KONSEP
TENTANG HUKUM
Berdasarkan
dasar psikologis hukum, hukum mengatur dan menguasai manusia dalam kehidupan
bersama. Sebagai konsekuensinya maka tata hokum bertitik tolak pada
penghormatan dan perlindungan manusia.[1] Dalam
penghormatan dan perlindungan manusia tersebut tidak lain merupakan pencerminan
dari keputusan nya sendiri. Manusia merupakan zoon politikon dikatakan demikian
karena selaku makhluk sosial manusia tidak dapat hidup seorang diri lepas dari
masyarakat. Disamping itu, dalam diri manusia terdapat 3 (tiga) hasrat atau
nafsu, yaitu hasrat yang individualistis (egoistis atau otomistis), hasrat yang
kolektivistis (transpersonal atau organis) dan hasrat yang bersifat mengatur
atau menjaga keseimbangan.[2]
Dasar psikologis dari hukum pada masyarakat pancasila bersifat mengatur atau
menjaga dimana masyarakat menginginkan keseimbangan : tidak lebih mementingkan
individu daripada masyarakat dan tidak pula lebih mementingkan masyarakat
daripada individu.
Timbulnya
hukum sekurang-kurangnya harus adanya kontak antara dua orang. Tentunya dalam
kontak tersebut ada yang bersifat menyenangkan dan ada yang bersifat sengketa
atau perselisihan. Pada hakekat nya hukum itu baru ada apabila terjadi
pelanggaran kaedah hukum, konflik, kebatilan, atau “tidak hukum” (unlaw, onrecht)[3]

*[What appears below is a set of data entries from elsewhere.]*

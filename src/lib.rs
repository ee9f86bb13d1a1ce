//! psbot - chat bot engine for Showdown-style pipe-protocol servers.
//!
//! The protocol itself (parsing, identities, ranks, outbound lines, the
//! login state machine) lives in the sans-IO `ps-proto` crate. This crate
//! adds the I/O: the WebSocket connection, the HTTP login client, the query
//! correlator, dispatch, commands and caches, tied together by [`Bot`].

pub mod bot;
pub mod cache;
pub mod commands;
pub mod config;
pub mod dispatch;
pub mod error;
pub mod login;
pub mod network;
pub mod query;
pub mod telemetry;

pub use bot::{Bot, BotBuilder, BotSettings};
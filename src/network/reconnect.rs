//! Reconnect policy.
//!
//! The engine never retries on its own; the supervisor asks the policy how
//! long to wait before the next attempt.

use std::time::Duration;

use tokio_util::sync::CancellationToken;
use tracing::warn;

/// Fixed-delay reconnect policy.
#[derive(Debug, Clone, Copy)]
pub struct ReconnectPolicy {
    delay: Duration,
}

impl ReconnectPolicy {
    pub fn new(delay: Duration) -> Self {
        Self { delay }
    }

    pub fn delay(&self) -> Duration {
        self.delay
    }

    /// Sleep for the configured delay.
    ///
    /// Returns `false` if `shutdown` fired first, meaning no reconnect
    /// should happen.
    pub async fn wait(&self, shutdown: &CancellationToken) -> bool {
        if shutdown.is_cancelled() {
            return false;
        }
        warn!(delay_secs = self.delay.as_secs_f64(), "Reconnecting after delay");
        tokio::select! {
            biased;
            _ = shutdown.cancelled() => false,
            _ = tokio::time::sleep(self.delay) => true,
        }
    }
}

impl Default for ReconnectPolicy {
    fn default() -> Self {
        Self::new(Duration::from_secs(60))
    }
}

#[cfg(test)]
mod tests {
    use super::*;

    #[tokio::test]
    async fn wait_elapses() {
        let policy = ReconnectPolicy::new(Duration::from_millis(5));
        assert!(policy.wait(&CancellationToken::new()).await);
    }

    #[tokio::test]
    async fn shutdown_interrupts_wait() {
        let policy = ReconnectPolicy::new(Duration::from_secs(3600));
        let token = CancellationToken::new();
        let trigger = token.clone();
        tokio::spawn(async move {
            tokio::time::sleep(Duration::from_millis(10)).await;
            trigger.cancel();
        });
        assert!(!policy.wait(&token).await);
    }

    #[tokio::test]
    async fn already_stopped() {
        let token = CancellationToken::new();
        token.cancel();
        assert!(!ReconnectPolicy::default().wait(&token).await);
    }
}
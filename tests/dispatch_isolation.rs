//! Integration tests for watcher dispatch and failure isolation.

mod common;

use std::sync::Arc;

use async_trait::async_trait;
use common::TestBot;
use parking_lot::Mutex;
use ps_proto::ProtocolEvent;
use psbot::Bot;
use psbot::dispatch::Watcher;
use psbot::error::{HandlerError, HandlerResult};

#[derive(Clone, Default)]
struct Log(Arc<Mutex<Vec<String>>>);

impl Log {
    fn push(&self, entry: String) {
        self.0.lock().push(entry);
    }

    fn entries(&self) -> Vec<String> {
        self.0.lock().clone()
    }
}

struct Failing;

#[async_trait]
impl Watcher for Failing {
    async fn on_event(&self, _bot: &Bot, _event: &ProtocolEvent) -> HandlerResult {
        Err(HandlerError::Internal("watcher failed".into()))
    }
}

struct Recording(Log);

#[async_trait]
impl Watcher for Recording {
    async fn on_event(&self, _bot: &Bot, event: &ProtocolEvent) -> HandlerResult {
        self.0.push(format!("{}:{}", event.kind(), event.rest_from(0)));
        Ok(())
    }
}

#[tokio::test]
async fn test_failing_watcher_does_not_stop_siblings_or_next_frame() {
    let t = TestBot::new();
    let log = Log::default();
    t.bot.watch("x", Failing);
    t.bot.watch("x", Recording(log.clone()));

    t.feed("|x|first").await;
    t.feed("|x|second").await;

    assert_eq!(log.entries(), vec!["x:first", "x:second"]);
}

#[tokio::test]
async fn test_panicking_closure_is_isolated() {
    let t = TestBot::new();
    let log = Log::default();
    t.bot.on("x", |_, event| {
        if event.arg(0) == Some("boom") {
            panic!("watcher panicked");
        }
        Ok(())
    });
    t.bot.watch("x", Recording(log.clone()));

    t.feed("|x|boom\n|x|calm").await;
    assert_eq!(log.entries(), vec!["x:boom", "x:calm"]);
}

#[tokio::test]
async fn test_watchers_are_keyed_by_normalized_type() {
    let t = TestBot::new();
    let log = Log::default();
    t.bot.watch("N", Recording(log.clone()));

    t.feed(">lobby\n|n|+Bobby|bob\n|N| carol|caroline\n|name| dave|david").await;
    assert_eq!(
        log.entries(),
        vec!["n:+Bobby|bob", "N: carol|caroline"],
        "`name` normalizes to a different key"
    );
}

#[tokio::test]
async fn test_once_watcher_removed_even_when_failing() {
    let t = TestBot::new();
    let log = Log::default();
    t.bot.watch_once("x", Failing);
    t.bot.watch_once("y", Recording(log.clone()));
    assert_eq!(t.bot.dispatcher().watcher_count("x"), 1);

    t.feed("|x|1\n|x|2\n|y|a\n|y|b").await;
    assert_eq!(t.bot.dispatcher().watcher_count("x"), 0);
    assert_eq!(t.bot.dispatcher().watcher_count("y"), 0);
    assert_eq!(log.entries(), vec!["y:a"]);
}

#[tokio::test]
async fn test_events_dispatch_in_frame_order_with_builtins_first() {
    let t = TestBot::new();
    let seen = Log::default();
    let observed = seen.clone();
    // By the time a `j` watcher runs, the built-in has already recorded presence.
    t.bot.on("j", move |bot, event| {
        let room = event.room().unwrap_or_default();
        let present = bot
            .rooms()
            .get(room)
            .is_some_and(|r| r.users.contains_key(&ps_proto::to_id(event.arg(0).unwrap_or_default())));
        observed.push(format!("{}:{}", event.arg(0).unwrap_or_default(), present));
        Ok(())
    });

    t.feed(">techcode\n|j|+alice\n|J| bob\n|l|+alice\n|j|+alice").await;
    assert_eq!(seen.entries(), vec!["+alice:true", " bob:true", "+alice:true"]);

    let room = t.bot.rooms().get("techcode").unwrap();
    assert_eq!(room.users.len(), 2);
    assert_eq!(room.rank_of("alice"), Some(ps_proto::Rank::Voice));
}

#[tokio::test]
async fn test_rename_moves_presence_and_evicts_user() {
    let t = TestBot::new();
    t.bot.users().insert(psbot::cache::User::new("bob"));

    t.feed(">lobby\n|J|%bob\n|N|%Robert|bob").await;

    let room = t.bot.rooms().get("lobby").unwrap();
    assert!(room.users.contains_key("robert"));
    assert!(!room.users.contains_key("bob"));
    assert_eq!(room.rank_of("robert"), Some(ps_proto::Rank::Driver));
    assert!(t.bot.users().get("bob").is_none());
}

#[tokio::test]
async fn test_raw_and_unknown_lines_are_harmless() {
    let mut t = TestBot::new();
    let log = Log::default();
    t.bot.watch("", Recording(log.clone()));
    t.feed("plain log text\n\n|unknowntype|a|b\n|c:|\n|queryresponse").await;

    assert_eq!(log.entries(), vec![":plain log text"]);
    assert!(t.take_sent().is_empty());
}
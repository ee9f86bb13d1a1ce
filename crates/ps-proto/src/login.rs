//! Sans-IO login state machine.
//!
//! The login handshake does not run over the chat connection itself:
//!
//! ```text
//!   server ── |challstr|KEY|CHALLENGE ──▶ machine ── Authenticate(request) ──▶ caller
//!   caller ── POST request to login server, body ──▶ machine ── Send(/trn ...) ──▶ server
//!   server ── |updateuser|NAME|... ──▶ machine ── Send(/join ...), Complete
//! ```
//!
//! Like the rest of this crate the machine performs no I/O. It consumes
//! events and response bodies and produces [`LoginAction`]s; the caller does
//! the HTTP exchange and the sending.
//!
//! # Example
//!
//! ```
//! use ps_proto::{parse_chunk, LoginAction, LoginMachine, LoginSettings, LoginState};
//!
//! let mut machine = LoginMachine::new(LoginSettings {
//!     name: "MyBot".into(),
//!     rooms: vec!["lobby".into()],
//!     ..Default::default()
//! });
//!
//! let challstr = parse_chunk("|challstr|4|abcdef").remove(0);
//! let actions = machine.on_challstr(challstr.args()).unwrap();
//! assert!(matches!(actions[0], LoginAction::Authenticate(_)));
//!
//! let actions = machine.on_login_response(r#"]{"assertion":"signed"}"#).unwrap();
//! assert!(matches!(&actions[0], LoginAction::Send(line) if line.text == "/trn MyBot,0,signed"));
//!
//! let update = parse_chunk("|updateuser| MyBot|1|1|{}").remove(0);
//! let actions = machine.on_updateuser(update.args());
//! assert_eq!(machine.state(), &LoginState::Named);
//! assert!(actions.iter().any(|a| matches!(a, LoginAction::Complete)));
//! ```

use serde::Deserialize;
use serde_json::Value;

use crate::error::LoginError;
use crate::identity::Identity;
use crate::outbound::Outbound;

/// The `act` value sent to the login server.
pub const LOGIN_ACTION: &str = "login";

/// Prefix of an assertion that is really an error message.
pub const ASSERTION_ESCAPE: &str = ";;";

/// Login progress within one session.
#[derive(Clone, Debug, PartialEq, Eq, Default)]
pub enum LoginState {
    /// No challenge seen yet.
    #[default]
    Idle,
    /// Challenge received; credential exchange or rename confirmation pending.
    Authenticating,
    /// The server confirmed the configured name.
    Named,
}

/// What the machine needs to know about the account and post-login setup.
#[derive(Clone, Debug, Default)]
pub struct LoginSettings {
    /// Account name.
    pub name: String,
    /// Password; `None` logs in without one.
    pub pass: Option<String>,
    /// Rooms joined once the name is confirmed.
    pub rooms: Vec<String>,
    /// Avatar set once the name is confirmed.
    pub avatar: Option<String>,
    /// Status set once the name is confirmed.
    pub status: Option<String>,
}

/// Form fields for the credential exchange.
#[derive(Clone, Debug, PartialEq, Eq)]
pub struct LoginRequest {
    /// Account name.
    pub name: String,
    /// Password, empty when none is configured.
    pub pass: String,
    /// Always [`LOGIN_ACTION`].
    pub act: &'static str,
    /// The challenge string.
    pub challstr: String,
    /// The challenge key id.
    pub challengekeyid: String,
}

impl LoginRequest {
    /// The request as form-encodable key/value pairs.
    pub fn form(&self) -> [(&'static str, &str); 5] {
        [
            ("name", &self.name),
            ("pass", &self.pass),
            ("act", self.act),
            ("challstr", &self.challstr),
            ("challengekeyid", &self.challengekeyid),
        ]
    }
}

/// Actions produced by the login machine.
#[derive(Clone, Debug, PartialEq, Eq)]
pub enum LoginAction {
    /// Perform the out-of-band credential exchange and feed the response
    /// body back through [`LoginMachine::on_login_response`].
    Authenticate(LoginRequest),
    /// Send this line over the connection.
    Send(Outbound),
    /// Login finished; post-login lines have been emitted.
    Complete,
}

#[derive(Debug, Deserialize)]
struct LoginResponse {
    #[serde(default)]
    actionerror: Option<String>,
    #[serde(default)]
    assertion: Option<Value>,
}

/// Sans-IO state machine for the challenge/response login.
#[derive(Clone, Debug)]
pub struct LoginMachine {
    settings: LoginSettings,
    state: LoginState,
    current: Option<Identity>,
    assertion_sent: bool,
    post_login_done: bool,
}

impl LoginMachine {
    /// Create a machine in [`LoginState::Idle`].
    #[must_use]
    pub fn new(settings: LoginSettings) -> Self {
        Self {
            settings,
            state: LoginState::Idle,
            current: None,
            assertion_sent: false,
            post_login_done: false,
        }
    }

    /// Current login state.
    #[must_use]
    pub fn state(&self) -> &LoginState {
        &self.state
    }

    /// The settings this machine was built with.
    pub fn settings(&self) -> &LoginSettings {
        &self.settings
    }

    /// Name the server last reported for this client.
    pub fn current_name(&self) -> Option<&str> {
        self.current.as_ref().map(|identity| identity.name.as_str())
    }

    /// Forget all session progress. Call when a new connection starts.
    pub fn reset(&mut self) {
        self.state = LoginState::Idle;
        self.current = None;
        self.assertion_sent = false;
        self.post_login_done = false;
    }

    /// Handle `|challstr|KEY|CHALLENGE`.
    ///
    /// The challenge itself may contain pipes, so every field after the key
    /// is part of it.
    pub fn on_challstr(&mut self, args: &[String]) -> Result<Vec<LoginAction>, LoginError> {
        let (key, challenge) = match args.split_first() {
            Some((key, rest)) if !key.is_empty() && !rest.is_empty() => (key, rest.join("|")),
            _ => return Err(LoginError::BadChallenge(args.join("|"))),
        };

        self.state = LoginState::Authenticating;
        self.assertion_sent = false;

        Ok(vec![LoginAction::Authenticate(LoginRequest {
            name: self.settings.name.clone(),
            pass: self.settings.pass.clone().unwrap_or_default(),
            act: LOGIN_ACTION,
            challstr: challenge,
            challengekeyid: key.clone(),
        })])
    }

    /// Handle the login server's response body.
    ///
    /// The body starts with one throwaway character before the JSON.
    pub fn on_login_response(&mut self, body: &str) -> Result<Vec<LoginAction>, LoginError> {
        let result = Self::extract_assertion(body);
        match result {
            Ok(assertion) => {
                self.assertion_sent = true;
                Ok(vec![LoginAction::Send(Outbound::trn(
                    &self.settings.name,
                    &assertion,
                ))])
            }
            Err(e) => {
                self.state = LoginState::Idle;
                Err(e)
            }
        }
    }

    fn extract_assertion(body: &str) -> Result<String, LoginError> {
        let mut chars = body.chars();
        if chars.next().is_none() {
            return Err(LoginError::Malformed("empty response".to_string()));
        }
        let json = chars.as_str();

        let response: LoginResponse =
            serde_json::from_str(json).map_err(|e| LoginError::Malformed(e.to_string()))?;

        if let Some(error) = response.actionerror {
            return Err(LoginError::Rejected(error));
        }

        match response.assertion {
            Some(Value::String(assertion)) => match assertion.strip_prefix(ASSERTION_ESCAPE) {
                Some(reason) => Err(LoginError::Refused(reason.to_string())),
                None => Ok(assertion),
            },
            _ => Err(LoginError::MissingAssertion(json.to_string())),
        }
    }

    /// Handle `|updateuser|NAME|NAMED|AVATAR|SETTINGS`.
    ///
    /// The first confirmation of a non-guest name after the assertion was
    /// sent completes login. Post-login lines are emitted once per session.
    pub fn on_updateuser(&mut self, args: &[String]) -> Vec<LoginAction> {
        let Some(raw) = args.first() else {
            return Vec::new();
        };
        let identity = Identity::parse_bare(raw);
        let confirmed = !identity.is_guest();
        self.current = Some(identity);

        if self.state != LoginState::Authenticating || !self.assertion_sent || !confirmed {
            return Vec::new();
        }

        self.state = LoginState::Named;
        if self.post_login_done {
            return Vec::new();
        }
        self.post_login_done = true;

        let mut actions: Vec<LoginAction> = self
            .settings
            .rooms
            .iter()
            .map(|room| LoginAction::Send(Outbound::join(room)))
            .collect();
        if let Some(avatar) = &self.settings.avatar {
            actions.push(LoginAction::Send(Outbound::avatar(avatar)));
        }
        if let Some(status) = &self.settings.status {
            actions.push(LoginAction::Send(Outbound::status(status)));
        }
        actions.push(LoginAction::Complete);
        actions
    }
}
//! Outbound command construction.
//!
//! Everything the client sends is a single text frame of the form
//! `ROOMID|TEXT`. Global commands use an empty room id. Commands use the
//! leading-slash convention (`/join`, `/pm`, ...); anything else is chat.

use std::fmt;

use crate::id::to_id;

/// A line ready to be written to the connection.
#[derive(Clone, Debug, PartialEq, Eq)]
pub struct Outbound {
    /// Target room id; `None` sends globally.
    pub room: Option<String>,
    /// Message or command text.
    pub text: String,
}

impl Outbound {
    /// A global line.
    pub fn global(text: impl Into<String>) -> Self {
        Self {
            room: None,
            text: text.into(),
        }
    }

    /// A line sent in the given room. The pseudo-room `global` maps to a
    /// global send.
    pub fn room(room: &str, text: impl Into<String>) -> Self {
        let room = to_id(room);
        Self {
            room: if room.is_empty() || room == "global" {
                None
            } else {
                Some(room)
            },
            text: text.into(),
        }
    }

    /// `/join ROOM`
    pub fn join(room: &str) -> Self {
        Self::global(format!("/join {}", to_id(room)))
    }

    /// `/leave ROOM`
    pub fn leave(room: &str) -> Self {
        Self::global(format!("/leave {}", to_id(room)))
    }

    /// `/pm USER,TEXT`
    pub fn pm(user: &str, text: &str) -> Self {
        Self::global(format!("/pm {},{}", to_id(user), text))
    }

    /// `/trn NAME,0,ASSERTION` completes login with a signed assertion.
    pub fn trn(name: &str, assertion: &str) -> Self {
        Self::global(format!("/trn {},0,{}", name, assertion))
    }

    /// `/crq TYPE [DATA]` asks the server an out-of-band query. The answer
    /// arrives as an unlabeled `|queryresponse|TYPE|JSON` line.
    pub fn query(kind: &str, data: &str) -> Self {
        if data.is_empty() {
            Self::global(format!("/crq {}", kind))
        } else {
            Self::global(format!("/crq {} {}", kind, data))
        }
    }

    /// `/avatar AVATAR`
    pub fn avatar(avatar: &str) -> Self {
        Self::global(format!("/avatar {}", avatar))
    }

    /// `/status STATUS`
    pub fn status(status: &str) -> Self {
        Self::global(format!("/status {}", status))
    }

    /// `/sendhtmlpage USER,PAGEID,HTML` in `room`.
    pub fn html_page(room: &str, user: &str, page_id: &str, html: &str) -> Self {
        Self::room(
            room,
            format!("/sendhtmlpage {},{},{}", to_id(user), page_id, html),
        )
    }

    /// `!htmlbox HTML` in `room`.
    pub fn html_box(room: &str, html: &str) -> Self {
        Self::room(room, format!("!htmlbox {}", html))
    }
}

impl fmt::Display for Outbound {
    fn fmt(&self, f: &mut fmt::Formatter<'_>) -> fmt::Result {
        write!(f, "{}|{}", self.room.as_deref().unwrap_or(""), self.text)
    }
}

impl From<Outbound> for String {
    fn from(line: Outbound) -> Self {
        line.to_string()
    }
}
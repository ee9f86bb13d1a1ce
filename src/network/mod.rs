//! Network module.
//!
//! Contains the upstream WebSocket Connection, the shared Outbox every
//! component sends through, and the reconnect policy.

mod connection;
mod outbox;
mod reconnect;

pub use connection::{Closer, ConnectOptions, Connection, ConnectionEvent, ConnectionState};
pub use outbox::Outbox;
pub use reconnect::ReconnectPolicy;
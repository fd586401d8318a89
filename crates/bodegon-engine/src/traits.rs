//! # Collaborator Contracts
//!
//! The three seams the engine is injected with. The engine never
//! reaches past these traits: catalog/price CRUD, durable storage and
//! user feedback all live on the host's side of the boundary.
//!
//! ```text
//! ┌─────────────────────────────────────────────────────────────────────────┐
//! │                       Collaborators                                     │
//! │                                                                         │
//! │   OrderEngine ──► CatalogBackend    products, packs, prices, stock      │
//! │              ──► OrderStore         durable KV mirror of the orders     │
//! │              ──► NotificationSink   fire-and-forget user feedback       │
//! │                                                                         │
//! │   Backend/store failures are logged and swallowed: the in-memory        │
//! │   state is authoritative, there is no rollback on persistence           │
//! │   failure.                                                              │
//! └─────────────────────────────────────────────────────────────────────────┘
//! ```

use std::time::Duration;

use async_trait::async_trait;
use bodegon_core::types::{EmissionDef, InventoryRow, PriceRow, ProductMeta};

/// Opaque collaborator failure. The engine only ever logs these.
pub type BackendError = Box<dyn std::error::Error + Send + Sync>;

// =============================================================================
// Catalog Backend
// =============================================================================

/// The inventory-store collaborator: read side feeds the one-pass
/// snapshot load, `upsert_inventory` mirrors every ledger write.
#[async_trait]
pub trait CatalogBackend: Send + Sync {
    async fn fetch_catalog(&self) -> Result<Vec<ProductMeta>, BackendError>;

    async fn fetch_emissions(&self) -> Result<Vec<EmissionDef>, BackendError>;

    /// Configured subtypes. `None` means "not configured" — the engine
    /// falls back to its defaults.
    async fn fetch_subtypes(&self) -> Result<Option<Vec<String>>, BackendError>;

    async fn fetch_inventory(&self) -> Result<Vec<InventoryRow>, BackendError>;

    async fn fetch_prices(&self) -> Result<Vec<PriceRow>, BackendError>;

    /// Persists a new absolute on-hand quantity for (product, subtype).
    async fn upsert_inventory(
        &self,
        product_id: &str,
        subtype: &str,
        quantity: i64,
    ) -> Result<(), BackendError>;
}

// =============================================================================
// Order Store
// =============================================================================

/// Durable KV mirror for the order collection.
///
/// Invoked after every mutation with the full serialized order list.
/// Last write wins; there is no merge and no rollback.
#[async_trait]
pub trait OrderStore: Send + Sync {
    async fn save(&self, key: &str, value: serde_json::Value) -> Result<(), BackendError>;

    async fn load(&self, key: &str) -> Result<Option<serde_json::Value>, BackendError>;
}

// =============================================================================
// Notification Sink
// =============================================================================

/// Severity of a user-facing notice.
#[derive(Debug, Clone, Copy, PartialEq, Eq)]
pub enum NoticeLevel {
    Info,
    Success,
    Error,
}

/// Fire-and-forget user feedback. No core logic depends on delivery.
pub trait NotificationSink: Send + Sync {
    fn notify(&self, message: &str, level: NoticeLevel, duration: Option<Duration>);
}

Teori hukum yang berpengaruh kuat
terhadap konsep-konsep dan implementasi kehidupan hukum di Indonesia adalah
teori hokum positivisme. Pengaruh teori ini dapat dilihat dari dominannya
konsep kodifikasi hukum dalam berbagai jenis hukum yang berlaku di Indonesia
bahkan telah merambat ke sistem hukum internasional dan tradisional.[4]
Positivisme
hukum berpandangan bahwa hukum itu harus dapat dilihat dalam ketentuan
undang-undang, karena hanya dengan itulah ketentuan hukum itu dapat
diverifikasi. Lebih lanjut, pandangan dan pendapat dari mazhab positivisme ini dapat
ditelusuri dari pendapat dan pandangan dari para penganut terpenting dari
mazhab ini antara lain John Austin, seorang ahli hukum yang berkebangsaan
inggris yang mewakili pandangan positivis dari kelompok penganut sistem common law dan Hans Kelsen, seorang
ahli hukum yang berkebangsaan Jerman yang mewakili pandangan positivis dari
kelompok penganut sistem eropa kontinental. Menurut pandangan Austin, hukum dipisahkan
secara tegas dari keadilan dan tidak didasarkan pada nilai-nilai yang baik atau
buruk. Ada empat unsur hukum yaitu adanya perintah, larangan, sanksi, kewajiban
dan kedaulatan. Dalam hal ini ketentuan yang tidak memenuhi keempat unsur
tersebut tidak dapat dikatakan sebagai positive
law.[5]
Untuk memahami hukum Indonesia harus
dilihat dari akar falsafah pemikiran yang dominan dalam kenyataannya tentang
pengertian apa yang dipahami sebagai hukum serta apa yang diyakini sebagai
sumber kekuatan berlakunya hukum. Intinya apa yang dipahami sebagai hukum dan
sumber kekuatan berlaku hukum sangat dipengaruhi oleh aliran positivisme dalam
ilmu hukum yang memandang hokum itu terbatas pada apa yang tertuang dalam
peraturan perundang-undangan atau yang dimungkinkan berlakunya berdasarkan
ketentuan peraturan perundang-undangan.
-)
KEBUTUHAN AKAN HUKUM
Hukum ditujukan kepada manusia
sebagai makhluk sosial. Hukum ditujukan kepada manusia yang hidup dalam ikatan
dengan masyarakat yang terpengaruh oleh ikatan-ikatan sosial. Dengan demikian,
apa yang menurut masyarakat demi ketertiban atau kesempurnaan masyarakat baik,
itulah yang baik. Intinya bahwa ukuran baik atau buruknya dalam hal ini tidak
mungkin bersifat universal, karena hukum itu terikat pada daerah atau wilayah
tertentu. Masyarakat membutuhkan hukum agar dapat terciptanya keseimbangan
antara hak dan kewajiban serta diharapkan hukum dapat menciptakan ketertiban
didalam kehidupan bermasyarakat.
-)
MORAL, NILAI, DAN HUKUM
Moral dalam perwujudannya dapat
berupa peraturan dan atau prinsip-prinsip yang benar, baik terpuji dan mulia.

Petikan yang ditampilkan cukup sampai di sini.